Your instructions
Take the listing below and print exactly the lines starting at the line containing "pub fn references(&self, file: &FileId)" and ending at the line containing "access gate together", both ends included, and no others.

Provided entries

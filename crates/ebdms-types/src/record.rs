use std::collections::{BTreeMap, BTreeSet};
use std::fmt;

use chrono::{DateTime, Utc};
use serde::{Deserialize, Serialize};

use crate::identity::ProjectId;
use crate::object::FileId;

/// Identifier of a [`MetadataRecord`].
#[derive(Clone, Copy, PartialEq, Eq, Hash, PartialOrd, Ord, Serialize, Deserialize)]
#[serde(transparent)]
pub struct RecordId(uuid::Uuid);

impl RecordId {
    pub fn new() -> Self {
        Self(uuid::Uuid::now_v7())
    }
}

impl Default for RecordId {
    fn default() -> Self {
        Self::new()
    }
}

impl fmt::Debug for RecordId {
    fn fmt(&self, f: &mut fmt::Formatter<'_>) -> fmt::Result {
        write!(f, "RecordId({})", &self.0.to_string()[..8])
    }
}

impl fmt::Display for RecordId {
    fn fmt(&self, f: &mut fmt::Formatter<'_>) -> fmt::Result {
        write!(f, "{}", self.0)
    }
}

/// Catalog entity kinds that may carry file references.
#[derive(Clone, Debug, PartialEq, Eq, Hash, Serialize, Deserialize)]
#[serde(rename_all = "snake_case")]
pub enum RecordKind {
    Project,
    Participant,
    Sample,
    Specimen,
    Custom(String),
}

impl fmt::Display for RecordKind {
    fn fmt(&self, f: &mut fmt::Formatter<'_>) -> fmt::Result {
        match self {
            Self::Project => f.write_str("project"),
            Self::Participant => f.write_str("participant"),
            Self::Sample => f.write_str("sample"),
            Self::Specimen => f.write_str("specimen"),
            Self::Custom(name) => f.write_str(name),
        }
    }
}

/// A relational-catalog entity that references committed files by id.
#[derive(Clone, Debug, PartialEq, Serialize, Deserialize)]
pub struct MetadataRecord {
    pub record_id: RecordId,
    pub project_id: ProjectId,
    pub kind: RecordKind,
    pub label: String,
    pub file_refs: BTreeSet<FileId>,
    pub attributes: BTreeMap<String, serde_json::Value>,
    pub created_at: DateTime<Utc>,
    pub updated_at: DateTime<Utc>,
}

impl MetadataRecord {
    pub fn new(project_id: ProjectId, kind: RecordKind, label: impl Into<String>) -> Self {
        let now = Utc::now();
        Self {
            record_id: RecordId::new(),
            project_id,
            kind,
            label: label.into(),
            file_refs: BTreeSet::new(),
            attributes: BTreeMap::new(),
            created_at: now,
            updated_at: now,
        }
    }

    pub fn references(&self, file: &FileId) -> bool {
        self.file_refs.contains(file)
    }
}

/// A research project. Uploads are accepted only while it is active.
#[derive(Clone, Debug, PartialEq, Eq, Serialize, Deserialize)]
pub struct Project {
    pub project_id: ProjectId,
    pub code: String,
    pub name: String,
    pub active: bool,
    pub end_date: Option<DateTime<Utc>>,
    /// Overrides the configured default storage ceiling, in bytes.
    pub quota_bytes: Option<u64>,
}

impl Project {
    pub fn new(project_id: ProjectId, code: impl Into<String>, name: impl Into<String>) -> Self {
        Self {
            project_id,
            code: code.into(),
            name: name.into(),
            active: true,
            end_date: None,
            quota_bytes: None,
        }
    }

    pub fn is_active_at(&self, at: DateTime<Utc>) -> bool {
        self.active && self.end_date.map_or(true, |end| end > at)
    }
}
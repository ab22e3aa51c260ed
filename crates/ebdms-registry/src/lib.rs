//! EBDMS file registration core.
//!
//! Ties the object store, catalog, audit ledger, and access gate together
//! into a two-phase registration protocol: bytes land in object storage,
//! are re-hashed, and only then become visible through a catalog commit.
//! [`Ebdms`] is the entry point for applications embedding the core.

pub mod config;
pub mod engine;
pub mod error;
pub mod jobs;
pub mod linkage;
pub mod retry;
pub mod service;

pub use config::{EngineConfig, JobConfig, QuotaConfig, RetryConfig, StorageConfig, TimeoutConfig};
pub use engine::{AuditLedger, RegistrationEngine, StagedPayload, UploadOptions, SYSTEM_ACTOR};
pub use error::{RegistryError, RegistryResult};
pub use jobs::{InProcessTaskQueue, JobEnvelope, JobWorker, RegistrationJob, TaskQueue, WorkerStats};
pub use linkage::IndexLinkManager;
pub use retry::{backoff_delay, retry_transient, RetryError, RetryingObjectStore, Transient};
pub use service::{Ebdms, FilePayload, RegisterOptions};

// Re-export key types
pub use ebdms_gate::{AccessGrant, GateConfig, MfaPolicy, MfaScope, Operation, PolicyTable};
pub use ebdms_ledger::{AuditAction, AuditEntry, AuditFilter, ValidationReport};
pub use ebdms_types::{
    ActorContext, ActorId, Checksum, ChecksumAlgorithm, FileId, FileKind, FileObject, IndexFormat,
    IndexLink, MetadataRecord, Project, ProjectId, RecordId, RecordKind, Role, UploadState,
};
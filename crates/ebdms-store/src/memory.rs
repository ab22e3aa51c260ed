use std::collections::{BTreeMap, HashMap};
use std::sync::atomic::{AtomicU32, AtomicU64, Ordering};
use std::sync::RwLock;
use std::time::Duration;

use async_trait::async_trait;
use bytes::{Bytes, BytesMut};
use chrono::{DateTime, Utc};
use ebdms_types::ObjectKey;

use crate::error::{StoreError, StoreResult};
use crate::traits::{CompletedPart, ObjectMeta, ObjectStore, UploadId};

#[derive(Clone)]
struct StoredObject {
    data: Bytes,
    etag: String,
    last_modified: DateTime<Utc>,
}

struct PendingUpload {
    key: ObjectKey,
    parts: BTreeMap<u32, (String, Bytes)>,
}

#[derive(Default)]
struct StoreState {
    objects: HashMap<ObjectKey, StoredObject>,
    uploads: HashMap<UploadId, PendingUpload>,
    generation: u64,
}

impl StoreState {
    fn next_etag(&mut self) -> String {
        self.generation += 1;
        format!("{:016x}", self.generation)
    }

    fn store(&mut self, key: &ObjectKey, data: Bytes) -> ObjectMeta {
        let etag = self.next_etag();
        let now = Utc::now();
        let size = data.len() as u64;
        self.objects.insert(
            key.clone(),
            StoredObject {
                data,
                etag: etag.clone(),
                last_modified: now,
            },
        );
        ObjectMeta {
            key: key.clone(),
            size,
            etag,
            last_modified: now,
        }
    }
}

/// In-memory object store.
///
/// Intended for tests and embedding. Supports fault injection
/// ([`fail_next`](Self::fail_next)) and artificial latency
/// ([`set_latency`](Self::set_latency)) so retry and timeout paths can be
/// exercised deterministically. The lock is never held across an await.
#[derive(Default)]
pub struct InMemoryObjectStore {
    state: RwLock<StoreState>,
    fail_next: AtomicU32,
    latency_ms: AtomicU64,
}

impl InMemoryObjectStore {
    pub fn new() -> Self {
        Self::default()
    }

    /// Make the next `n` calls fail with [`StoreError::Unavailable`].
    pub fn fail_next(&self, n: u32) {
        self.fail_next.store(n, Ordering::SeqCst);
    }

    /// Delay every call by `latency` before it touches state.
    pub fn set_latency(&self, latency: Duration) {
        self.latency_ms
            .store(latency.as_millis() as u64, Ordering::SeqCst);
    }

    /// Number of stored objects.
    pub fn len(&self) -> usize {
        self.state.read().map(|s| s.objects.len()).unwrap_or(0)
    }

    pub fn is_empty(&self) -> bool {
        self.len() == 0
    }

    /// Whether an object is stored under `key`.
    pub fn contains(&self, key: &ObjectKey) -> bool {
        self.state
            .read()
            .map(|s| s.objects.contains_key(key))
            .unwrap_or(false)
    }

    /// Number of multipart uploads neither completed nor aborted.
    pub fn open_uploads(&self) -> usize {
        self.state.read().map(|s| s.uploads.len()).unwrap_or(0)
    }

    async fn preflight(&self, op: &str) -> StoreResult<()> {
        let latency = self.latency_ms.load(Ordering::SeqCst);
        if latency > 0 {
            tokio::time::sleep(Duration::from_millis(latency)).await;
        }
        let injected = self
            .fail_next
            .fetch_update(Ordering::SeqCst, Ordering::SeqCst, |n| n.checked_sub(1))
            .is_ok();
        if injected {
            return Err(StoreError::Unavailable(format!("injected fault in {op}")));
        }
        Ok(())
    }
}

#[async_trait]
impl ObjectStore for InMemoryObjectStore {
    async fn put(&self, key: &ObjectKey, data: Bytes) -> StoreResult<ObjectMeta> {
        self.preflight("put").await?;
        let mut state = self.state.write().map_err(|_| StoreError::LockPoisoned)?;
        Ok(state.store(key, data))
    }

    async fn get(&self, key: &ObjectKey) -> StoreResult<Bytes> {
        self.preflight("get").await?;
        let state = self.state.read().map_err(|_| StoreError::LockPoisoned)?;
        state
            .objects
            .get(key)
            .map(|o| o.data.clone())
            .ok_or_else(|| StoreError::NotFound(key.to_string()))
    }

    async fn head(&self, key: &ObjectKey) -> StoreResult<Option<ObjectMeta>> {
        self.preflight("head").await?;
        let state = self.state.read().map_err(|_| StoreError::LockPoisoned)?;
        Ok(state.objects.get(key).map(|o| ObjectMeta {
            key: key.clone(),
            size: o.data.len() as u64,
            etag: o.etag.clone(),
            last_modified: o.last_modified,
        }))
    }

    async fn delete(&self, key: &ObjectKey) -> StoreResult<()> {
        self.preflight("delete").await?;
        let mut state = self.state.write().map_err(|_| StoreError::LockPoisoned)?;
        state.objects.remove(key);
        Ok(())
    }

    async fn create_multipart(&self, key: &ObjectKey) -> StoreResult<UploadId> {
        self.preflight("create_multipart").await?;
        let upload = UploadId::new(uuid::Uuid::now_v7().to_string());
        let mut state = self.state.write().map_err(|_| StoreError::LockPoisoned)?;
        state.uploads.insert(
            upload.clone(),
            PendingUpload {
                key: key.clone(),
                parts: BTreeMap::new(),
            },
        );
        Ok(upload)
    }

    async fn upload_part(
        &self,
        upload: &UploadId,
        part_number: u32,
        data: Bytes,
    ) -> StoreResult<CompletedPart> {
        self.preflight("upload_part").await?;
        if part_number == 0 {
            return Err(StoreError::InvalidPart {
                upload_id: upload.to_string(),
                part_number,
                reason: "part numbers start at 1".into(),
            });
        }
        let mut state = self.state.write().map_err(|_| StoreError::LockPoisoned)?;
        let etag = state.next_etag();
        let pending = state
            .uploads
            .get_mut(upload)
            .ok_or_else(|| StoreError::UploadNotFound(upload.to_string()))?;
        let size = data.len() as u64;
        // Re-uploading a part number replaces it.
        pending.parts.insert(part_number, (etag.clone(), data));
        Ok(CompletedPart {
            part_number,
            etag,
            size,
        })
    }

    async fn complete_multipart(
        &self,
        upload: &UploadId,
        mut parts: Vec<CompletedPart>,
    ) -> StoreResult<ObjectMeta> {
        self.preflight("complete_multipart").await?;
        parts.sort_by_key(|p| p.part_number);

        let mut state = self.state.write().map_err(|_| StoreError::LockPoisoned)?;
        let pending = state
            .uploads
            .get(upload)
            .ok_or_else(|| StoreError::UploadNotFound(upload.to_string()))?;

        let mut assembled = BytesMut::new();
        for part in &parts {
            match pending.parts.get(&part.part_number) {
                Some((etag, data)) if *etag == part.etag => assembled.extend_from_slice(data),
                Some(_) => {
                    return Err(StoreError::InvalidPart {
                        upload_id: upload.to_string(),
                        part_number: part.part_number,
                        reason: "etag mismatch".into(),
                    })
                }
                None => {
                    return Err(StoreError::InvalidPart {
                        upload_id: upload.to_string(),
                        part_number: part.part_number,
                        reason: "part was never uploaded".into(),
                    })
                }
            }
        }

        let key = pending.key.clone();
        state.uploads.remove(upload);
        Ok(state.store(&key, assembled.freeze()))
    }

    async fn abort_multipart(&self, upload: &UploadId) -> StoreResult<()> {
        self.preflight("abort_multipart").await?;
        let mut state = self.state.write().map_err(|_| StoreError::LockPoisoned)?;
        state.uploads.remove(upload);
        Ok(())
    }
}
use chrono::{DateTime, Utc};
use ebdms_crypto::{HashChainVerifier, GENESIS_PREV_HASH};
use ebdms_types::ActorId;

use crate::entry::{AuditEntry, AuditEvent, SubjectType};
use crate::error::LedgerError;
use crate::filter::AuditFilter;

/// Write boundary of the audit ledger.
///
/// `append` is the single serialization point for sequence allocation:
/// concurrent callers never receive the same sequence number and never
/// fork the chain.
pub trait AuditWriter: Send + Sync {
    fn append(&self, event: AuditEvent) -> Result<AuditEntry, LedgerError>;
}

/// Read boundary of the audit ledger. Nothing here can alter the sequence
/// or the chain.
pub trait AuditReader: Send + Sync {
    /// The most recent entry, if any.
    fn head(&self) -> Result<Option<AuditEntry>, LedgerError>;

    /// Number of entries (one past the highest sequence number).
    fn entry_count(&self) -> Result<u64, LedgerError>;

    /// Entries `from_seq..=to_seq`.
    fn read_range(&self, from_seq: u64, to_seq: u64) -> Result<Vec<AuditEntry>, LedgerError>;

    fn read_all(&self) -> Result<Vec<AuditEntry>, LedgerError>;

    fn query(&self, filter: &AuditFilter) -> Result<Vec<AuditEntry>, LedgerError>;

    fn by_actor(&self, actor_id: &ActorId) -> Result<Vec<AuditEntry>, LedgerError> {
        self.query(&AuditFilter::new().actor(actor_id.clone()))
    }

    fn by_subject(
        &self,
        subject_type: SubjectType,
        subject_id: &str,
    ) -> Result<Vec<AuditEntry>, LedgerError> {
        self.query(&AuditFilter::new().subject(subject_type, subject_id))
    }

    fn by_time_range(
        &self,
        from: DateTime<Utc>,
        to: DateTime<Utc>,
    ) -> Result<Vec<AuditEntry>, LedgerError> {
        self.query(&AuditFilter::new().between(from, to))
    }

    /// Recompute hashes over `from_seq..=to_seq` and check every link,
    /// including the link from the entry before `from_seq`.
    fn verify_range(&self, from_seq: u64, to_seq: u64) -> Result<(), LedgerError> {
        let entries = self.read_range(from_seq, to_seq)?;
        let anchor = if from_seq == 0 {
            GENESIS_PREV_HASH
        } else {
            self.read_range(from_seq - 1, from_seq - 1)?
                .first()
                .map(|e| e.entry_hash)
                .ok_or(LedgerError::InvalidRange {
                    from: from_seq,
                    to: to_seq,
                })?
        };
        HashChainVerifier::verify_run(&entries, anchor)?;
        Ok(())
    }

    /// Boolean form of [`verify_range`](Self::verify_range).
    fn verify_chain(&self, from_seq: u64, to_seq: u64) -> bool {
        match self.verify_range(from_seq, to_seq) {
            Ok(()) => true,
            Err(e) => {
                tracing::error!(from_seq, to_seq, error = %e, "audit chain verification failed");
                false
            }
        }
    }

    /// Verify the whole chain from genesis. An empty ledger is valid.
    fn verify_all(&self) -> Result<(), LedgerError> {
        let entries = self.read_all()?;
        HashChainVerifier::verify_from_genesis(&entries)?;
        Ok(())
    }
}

Solution for this task
    pub fn references(&self, file: &FileId) -> bool {
        self.file_refs.contains(file)
    }
}

/// A research project. Uploads are accepted only while it is active.
#[derive(Clone, Debug, PartialEq, Eq, Serialize, Deserialize)]
pub struct Project {
    pub project_id: ProjectId,
    pub code: String,
    pub name: String,
    pub active: bool,
    pub end_date: Option<DateTime<Utc>>,
    /// Overrides the configured default storage ceiling, in bytes.
    pub quota_bytes: Option<u64>,
}

impl Project {
    pub fn new(project_id: ProjectId, code: impl Into<String>, name: impl Into<String>) -> Self {
        Self {
            project_id,
            code: code.into(),
            name: name.into(),
            active: true,
            end_date: None,
            quota_bytes: None,
        }
    }

    pub fn is_active_at(&self, at: DateTime<Utc>) -> bool {
        self.active && self.end_date.map_or(true, |end| end > at)
    }
}
repository ab22e3aa51c260ed
filename crates/ebdms-registry/src/lib.rs
//! EBDMS file registration core.
//!
//! Ties the object store, catalog, audit ledger, and access gate together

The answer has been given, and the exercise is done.